We have bred monitors for 15 years(my time flys) and doing so on a regular basis means, we raise up babies by the lots. We have had no problem when raising them in small groups. We always get both sexes. This includes groups of two. We have done this as regular practice and in many many events.
Of course, this means you have to start this at a very young age. As they start to show signs of what sex they are as early as a month of age, up to and over a year has occurred. The older they are when you start, the less reliable this method is. Remember my post above, older monitors are not normally a problem.
But please let me make this clear. I practice this method, in lue of other methods(with hatchlings) As far as whether its hormonal or whatever, I do not know, nor do I care. Which means, how it works, don't know, don't care, it works fine for me.

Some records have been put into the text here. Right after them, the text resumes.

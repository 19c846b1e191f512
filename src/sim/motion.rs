//! Per-tick motion integration
//!
//! Velocities are per-tick deltas; there is no dt. Each integrator applies,
//! in order: heading update, thrust/drag, position. Heading must change
//! before the thrust vector is computed from it or trajectories drift from
//! the source games.

use serde::{Deserialize, Serialize};

use super::state::{Entity, Player};
use super::tick::TickInput;
use crate::heading_vector;

/// Passive acceleration terms applied to every active entity in a pool
#[derive(Debug, Clone, Copy, Default, PartialEq, Serialize, Deserialize)]
pub struct MotionProfile {
    /// Added to vertical velocity every tick
    pub gravity: f32,
    /// Fraction of velocity shed per tick (0 = none)
    pub drag: f32,
}

/// How input steers the player, one scheme per game variant
#[derive(Debug, Clone, Copy, PartialEq, Serialize, Deserialize)]
pub enum ControlScheme {
    /// Asteroids ship: turn in place, thrust along the heading, coast with
    /// drag when the thruster is off
    Rotational {
        /// Degrees per tick
        turn_rate: f32,
        /// Thrust acceleration per tick
        thrust: f32,
        drag: f32,
    },
    /// Flappy heli: a flap replaces vertical velocity, gravity pulls back
    Lift { gravity: f32, impulse: f32 },
    /// UFO: direct four-way movement at constant speed
    FourWay { speed: f32 },
    /// Ski slalom: horizontal steering only, the world scrolls past
    Slalom { speed: f32 },
}

/// Advance one pooled entity by one tick.
pub fn integrate(e: &mut Entity, profile: &MotionProfile) {
    e.vel.y += profile.gravity;
    e.vel *= 1.0 - profile.drag;
    e.pos += e.vel;
}

/// Steer and advance the player by one tick.
pub fn steer_player(p: &mut Player, scheme: &ControlScheme, input: &TickInput) {
    match *scheme {
        ControlScheme::Rotational {
            turn_rate,
            thrust,
            drag,
        } => {
            if input.move_right {
                p.heading += turn_rate;
            }
            if input.move_left {
                p.heading -= turn_rate;
            }
            if input.thrust {
                p.vel += heading_vector(p.heading) * thrust;
            } else {
                p.vel *= 1.0 - drag;
            }
            p.pos += p.vel;
        }
        ControlScheme::Lift { gravity, impulse } => {
            // Flap is edge-triggered by the host; it replaces vertical
            // velocity rather than adding to it.
            if input.thrust {
                p.vel.y = impulse;
            }
            p.vel.y += gravity;
            p.pos += p.vel;
        }
        ControlScheme::FourWay { speed } => {
            let mut dir = glam::Vec2::ZERO;
            if input.move_left {
                dir.x -= 1.0;
            }
            if input.move_right {
                dir.x += 1.0;
            }
            if input.move_up {
                dir.y -= 1.0;
            }
            if input.move_down {
                dir.y += 1.0;
            }
            p.vel = dir * speed;
            p.pos += p.vel;
        }
        ControlScheme::Slalom { speed } => {
            p.vel.x = if input.move_left {
                -speed
            } else if input.move_right {
                speed
            } else {
                0.0
            };
            p.vel.y = 0.0;
            p.pos += p.vel;
        }
    }
}

#[cfg(test)]
mod tests {
    use super::*;
    use crate::sim::state::{Extent, Hitbox};
    use glam::Vec2;

    fn player() -> Player {
        Player {
            pos: Vec2::new(100.0, 100.0),
            vel: Vec2::ZERO,
            heading: 0.0,
            hitbox: Hitbox::circle(15.0),
            lives: 3,
            money: 0,
            score: 0,
            i_frames: 0,
        }
    }

    fn entity(vel: Vec2) -> Entity {
        Entity {
            pos: Vec2::new(50.0, 50.0),
            vel,
            extent: Extent::Circle { radius: 10.0 },
            ttl: 0,
            scored: false,
        }
    }

    #[test]
    fn test_integrate_plain_velocity() {
        let mut e = entity(Vec2::new(3.0, -2.0));
        integrate(&mut e, &MotionProfile::default());
        assert_eq!(e.pos, Vec2::new(53.0, 48.0));
    }

    #[test]
    fn test_integrate_gravity_applies_before_position() {
        let mut e = entity(Vec2::ZERO);
        let profile = MotionProfile {
            gravity: 0.5,
            drag: 0.0,
        };
        integrate(&mut e, &profile);
        // Velocity gained this tick already moves the entity this tick.
        assert!((e.pos.y - 50.5).abs() < 1e-6);
    }

    #[test]
    fn test_integrate_drag_decays_velocity() {
        let mut e = entity(Vec2::new(10.0, 0.0));
        let profile = MotionProfile {
            gravity: 0.0,
            drag: 0.1,
        };
        integrate(&mut e, &profile);
        assert!((e.vel.x - 9.0).abs() < 1e-5);
    }

    #[test]
    fn test_rotational_heading_updates_before_thrust() {
        let mut p = player();
        let scheme = ControlScheme::Rotational {
            turn_rate: 90.0,
            thrust: 1.0,
            drag: 0.0,
        };
        let input = TickInput {
            move_right: true,
            thrust: true,
            ..Default::default()
        };
        steer_player(&mut p, &scheme, &input);
        // Turned to 90 degrees first, so thrust points +x, not up.
        assert!((p.vel.x - 1.0).abs() < 1e-5);
        assert!(p.vel.y.abs() < 1e-5);
    }

    #[test]
    fn test_rotational_drag_only_when_coasting() {
        let mut p = player();
        p.vel = Vec2::new(10.0, 0.0);
        let scheme = ControlScheme::Rotational {
            turn_rate: 5.0,
            thrust: 0.15,
            drag: 0.5,
        };
        steer_player(&mut p, &scheme, &TickInput::default());
        assert!((p.vel.x - 5.0).abs() < 1e-5);

        let mut p2 = player();
        p2.vel = Vec2::new(10.0, 0.0);
        let input = TickInput {
            thrust: true,
            ..Default::default()
        };
        steer_player(&mut p2, &scheme, &input);
        // Thrusting: no drag, thrust added along heading (up).
        assert!((p2.vel.x - 10.0).abs() < 1e-5);
        assert!((p2.vel.y + 0.15).abs() < 1e-5);
    }

    #[test]
    fn test_lift_flap_replaces_vertical_velocity() {
        let mut p = player();
        p.vel.y = 7.0; // falling
        let scheme = ControlScheme::Lift {
            gravity: 0.5,
            impulse: -10.0,
        };
        let input = TickInput {
            thrust: true,
            ..Default::default()
        };
        steer_player(&mut p, &scheme, &input);
        assert!((p.vel.y + 9.5).abs() < 1e-5);
    }

    #[test]
    fn test_four_way_stops_without_input() {
        let mut p = player();
        p.vel = Vec2::new(5.0, 5.0);
        steer_player(&mut p, &ControlScheme::FourWay { speed: 5.0 }, &TickInput::default());
        assert_eq!(p.vel, Vec2::ZERO);
        assert_eq!(p.pos, Vec2::new(100.0, 100.0));
    }
}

Of course I have no problem if a lab they can prove DNA testing works. It would be great, that takes the buren of sexing out of my hands and into the labs. Of course the cost will be passed on, but not the responsibility. How cool would that be? The buyer pays for the lab work, and lab is responsible for being right, nice. I doubt very much that will come to pass.
The big problem with labs are, they only look for and identify a marker. They do not raise monitors up to test if these markers are accurate. The problem is, in order to prove this, you must be able to first breed monitors on a high level(produce numbers) and labs and schools have failed on a massive scale to do this(even on a small scale).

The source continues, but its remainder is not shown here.